◆ EXERCISE REQUIREMENTS ◆
How many lines in the data that follows contain the word "write"? Only that number is needed.

◆ PROVIDED RECORDS ◆
---+---
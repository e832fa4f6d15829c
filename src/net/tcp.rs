//! TCP listener.
//!
//! Binds the gateway port, assigns every accepted connection a
//! process-unique [`ConnectionId`] and enforces the connection limit.

use parking_lot::RwLock;
use std::net::SocketAddr;
use std::sync::atomic::{AtomicBool, AtomicU64, Ordering};
use std::sync::Arc;
use thiserror::Error;
use tokio::net::{TcpListener as TokioTcpListener, TcpStream};
use tokio::sync::watch;

/// Listener failures.
#[derive(Debug, Error)]
pub enum ListenerError {
    /// The bind address could not be bound.
    #[error("failed to bind to {addr}: {source}")]
    Bind {
        addr: SocketAddr,
        #[source]
        source: std::io::Error,
    },

    /// `accept(2)` failed.
    #[error("accept failed: {0}")]
    Accept(#[source] std::io::Error),

    /// A connection arrived while at the connection limit and was dropped.
    #[error("connection limit reached, rejected {remote_addr}")]
    AtCapacity { remote_addr: SocketAddr },
}

/// TCP listener configuration.
#[derive(Debug, Clone)]
pub struct TcpListenerConfig {
    /// Bind address.
    pub bind_addr: SocketAddr,

    /// Maximum concurrent connections.
    pub max_connections: usize,

    /// Read buffer size.
    pub read_buffer_size: usize,

    /// TCP nodelay (disable Nagle's algorithm).
    pub nodelay: bool,
}

impl Default for TcpListenerConfig {
    fn default() -> Self {
        Self {
            bind_addr: SocketAddr::from(([0, 0, 0, 0], 6380)),
            max_connections: 10_000,
            read_buffer_size: 4 * 1024,
            nodelay: true,
        }
    }
}

/// TCP listener state.
#[derive(Debug, Clone, Copy, PartialEq, Eq)]
pub enum TcpListenerState {
    /// Not yet started.
    Created,
    /// Binding to address.
    Binding,
    /// Accepting connections.
    Listening,
    /// Shutting down.
    ShuttingDown,
    /// Stopped.
    Stopped,
}

/// Connection identifier.
#[derive(Debug, Clone, Copy, PartialEq, Eq, Hash, PartialOrd, Ord)]
pub struct ConnectionId(pub u64);

impl std::fmt::Display for ConnectionId {
    fn fmt(&self, f: &mut std::fmt::Formatter<'_>) -> std::fmt::Result {
        write!(f, "conn-{}", self.0)
    }
}

/// Accepted TCP connection with metadata.
pub struct TcpConnection {
    /// Connection ID.
    pub id: ConnectionId,

    /// Remote address.
    pub remote_addr: SocketAddr,

    stream: TcpStream,
}

impl TcpConnection {
    /// Create a new TCP connection.
    pub fn new(id: ConnectionId, stream: TcpStream, remote_addr: SocketAddr) -> Self {
        Self {
            id,
            remote_addr,
            stream,
        }
    }

    /// Take the underlying stream.
    pub fn into_stream(self) -> TcpStream {
        self.stream
    }
}

/// TCP listener metrics.
#[derive(Debug, Default)]
pub struct TcpListenerMetrics {
    /// Total connections accepted.
    pub connections_total: AtomicU64,

    /// Currently active connections.
    pub connections_active: AtomicU64,

    /// Connections rejected (at capacity).
    pub connections_rejected: AtomicU64,

    /// Total commands processed.
    pub commands_total: AtomicU64,

    /// Commands answered with an error.
    pub commands_failed: AtomicU64,
}

impl TcpListenerMetrics {
    /// Record a new connection.
    pub fn connection_accepted(&self) {
        self.connections_total.fetch_add(1, Ordering::Relaxed);
        self.connections_active.fetch_add(1, Ordering::Relaxed);
    }

    /// Record a connection closed.
    pub fn connection_closed(&self) {
        self.connections_active.fetch_sub(1, Ordering::Relaxed);
    }

    /// Record a rejected connection.
    pub fn connection_rejected(&self) {
        self.connections_rejected.fetch_add(1, Ordering::Relaxed);
    }

    /// Record a processed command.
    pub fn command_processed(&self, failed: bool) {
        self.commands_total.fetch_add(1, Ordering::Relaxed);
        if failed {
            self.commands_failed.fetch_add(1, Ordering::Relaxed);
        }
    }

    /// Get active connection count.
    pub fn active_connections(&self) -> u64 {
        self.connections_active.load(Ordering::Relaxed)
    }
}

/// TCP listener for accepting connections.
pub struct TcpListener {
    /// Configuration.
    config: TcpListenerConfig,

    /// Current state.
    state: RwLock<TcpListenerState>,

    /// Next connection ID.
    next_conn_id: AtomicU64,

    /// Shutdown flag.
    shutting_down: AtomicBool,

    /// Shutdown signal receiver.
    shutdown_rx: watch::Receiver<bool>,

    /// Metrics.
    metrics: Arc<TcpListenerMetrics>,
}

impl TcpListener {
    /// Create a new TCP listener.
    pub fn new(config: TcpListenerConfig, shutdown_rx: watch::Receiver<bool>) -> Self {
        Self {
            config,
            state: RwLock::new(TcpListenerState::Created),
            next_conn_id: AtomicU64::new(1),
            shutting_down: AtomicBool::new(false),
            shutdown_rx,
            metrics: Arc::new(TcpListenerMetrics::default()),
        }
    }

    /// Get the configuration.
    pub fn config(&self) -> &TcpListenerConfig {
        &self.config
    }

    /// Get the current state.
    pub fn state(&self) -> TcpListenerState {
        *self.state.read()
    }

    /// Get metrics.
    pub fn metrics(&self) -> &Arc<TcpListenerMetrics> {
        &self.metrics
    }

    /// Check if at connection capacity.
    pub fn at_capacity(&self) -> bool {
        self.metrics.active_connections() >= self.config.max_connections as u64
    }

    fn next_connection_id(&self) -> ConnectionId {
        ConnectionId(self.next_conn_id.fetch_add(1, Ordering::Relaxed))
    }

    /// Bind and start listening.
    pub async fn bind(&self) -> Result<TokioTcpListener, ListenerError> {
        *self.state.write() = TcpListenerState::Binding;

        let listener = TokioTcpListener::bind(self.config.bind_addr)
            .await
            .map_err(|source| ListenerError::Bind {
                addr: self.config.bind_addr,
                source,
            })?;

        *self.state.write() = TcpListenerState::Listening;

        Ok(listener)
    }

    /// Accept the next connection.
    ///
    /// Returns `Ok(None)` once shutdown has been signalled. Connections
    /// beyond the limit are closed immediately and reported as
    /// [`ListenerError::AtCapacity`].
    pub async fn accept(
        &self,
        listener: &TokioTcpListener,
    ) -> Result<Option<TcpConnection>, ListenerError> {
        if self.shutting_down.load(Ordering::Relaxed) {
            return Ok(None);
        }

        let mut shutdown_rx = self.shutdown_rx.clone();
        if *shutdown_rx.borrow() {
            return Ok(None);
        }

        tokio::select! {
            result = listener.accept() => {
                let (stream, addr) = result.map_err(ListenerError::Accept)?;

                if self.at_capacity() {
                    self.metrics.connection_rejected();
                    drop(stream);
                    return Err(ListenerError::AtCapacity { remote_addr: addr });
                }

                if self.config.nodelay {
                    let _ = stream.set_nodelay(true);
                }

                let id = self.next_connection_id();
                self.metrics.connection_accepted();

                Ok(Some(TcpConnection::new(id, stream, addr)))
            }
            _ = shutdown_rx.changed() => {
                Ok(None)
            }
        }
    }

    /// Signal shutdown.
    pub fn shutdown(&self) {
        self.shutting_down.store(true, Ordering::Relaxed);
        *self.state.write() = TcpListenerState::ShuttingDown;
    }

    /// Mark as stopped.
    pub fn stopped(&self) {
        *self.state.write() = TcpListenerState::Stopped;
    }

    /// Record connection closed.
    pub fn connection_closed(&self) {
        self.metrics.connection_closed();
    }
}

#[cfg(test)]
mod tests {
    use super::*;

    #[test]
    fn test_tcp_listener_config_default() {
        let config = TcpListenerConfig::default();
        assert_eq!(config.bind_addr.port(), 6380);
        assert_eq!(config.max_connections, 10_000);
        assert!(config.nodelay);
    }

    #[test]
    fn test_connection_id_display() {
        assert_eq!(ConnectionId(42).to_string(), "conn-42");
    }

    #[test]
    fn test_tcp_listener_metrics() {
        let metrics = TcpListenerMetrics::default();

        metrics.connection_accepted();
        metrics.connection_accepted();
        assert_eq!(metrics.active_connections(), 2);

        metrics.connection_closed();
        assert_eq!(metrics.active_connections(), 1);
        assert_eq!(metrics.connections_total.load(Ordering::Relaxed), 2);

        metrics.command_processed(false);
        metrics.command_processed(true);
        assert_eq!(metrics.commands_total.load(Ordering::Relaxed), 2);
        assert_eq!(metrics.commands_failed.load(Ordering::Relaxed), 1);
    }

    #[tokio::test]
    async fn test_accept_assigns_increasing_ids() {
        let (_tx, rx) = watch::channel(false);
        let listener = TcpListener::new(
            TcpListenerConfig {
                bind_addr: "127.0.0.1:0".parse().unwrap(),
                ..Default::default()
            },
            rx,
        );

        let socket = listener.bind().await.unwrap();
        assert_eq!(listener.state(), TcpListenerState::Listening);
        let addr = socket.local_addr().unwrap();

        let _c1 = TcpStream::connect(addr).await.unwrap();
        let first = listener.accept(&socket).await.unwrap().unwrap();
        let _c2 = TcpStream::connect(addr).await.unwrap();
        let second = listener.accept(&socket).await.unwrap().unwrap();

        assert!(first.id < second.id);
        assert_eq!(listener.metrics().active_connections(), 2);
    }

    #[tokio::test]
    async fn test_accept_rejects_at_capacity() {
        let (_tx, rx) = watch::channel(false);
        let listener = TcpListener::new(
            TcpListenerConfig {
                bind_addr: "127.0.0.1:0".parse().unwrap(),
                max_connections: 1,
                ..Default::default()
            },
            rx,
        );
        let socket = listener.bind().await.unwrap();
        let addr = socket.local_addr().unwrap();

        let _c1 = TcpStream::connect(addr).await.unwrap();
        let _kept = listener.accept(&socket).await.unwrap().unwrap();

        let _c2 = TcpStream::connect(addr).await.unwrap();
        let err = listener.accept(&socket).await.err().unwrap();
        assert!(matches!(err, ListenerError::AtCapacity { .. }));
        assert_eq!(
            listener.metrics().connections_rejected.load(Ordering::Relaxed),
            1
        );
    }

    #[tokio::test]
    async fn test_accept_returns_none_after_shutdown_signal() {
        let (tx, rx) = watch::channel(false);
        let listener = TcpListener::new(
            TcpListenerConfig {
                bind_addr: "127.0.0.1:0".parse().unwrap(),
                ..Default::default()
            },
            rx,
        );
        let socket = listener.bind().await.unwrap();

        tx.send(true).unwrap();
        assert!(listener.accept(&socket).await.unwrap().is_none());

        listener.shutdown();
        assert_eq!(listener.state(), TcpListenerState::ShuttingDown);
        listener.stopped();
        assert_eq!(listener.state(), TcpListenerState::Stopped);
    }
}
---+---
◆ EXERCISE ANSWER ◆
5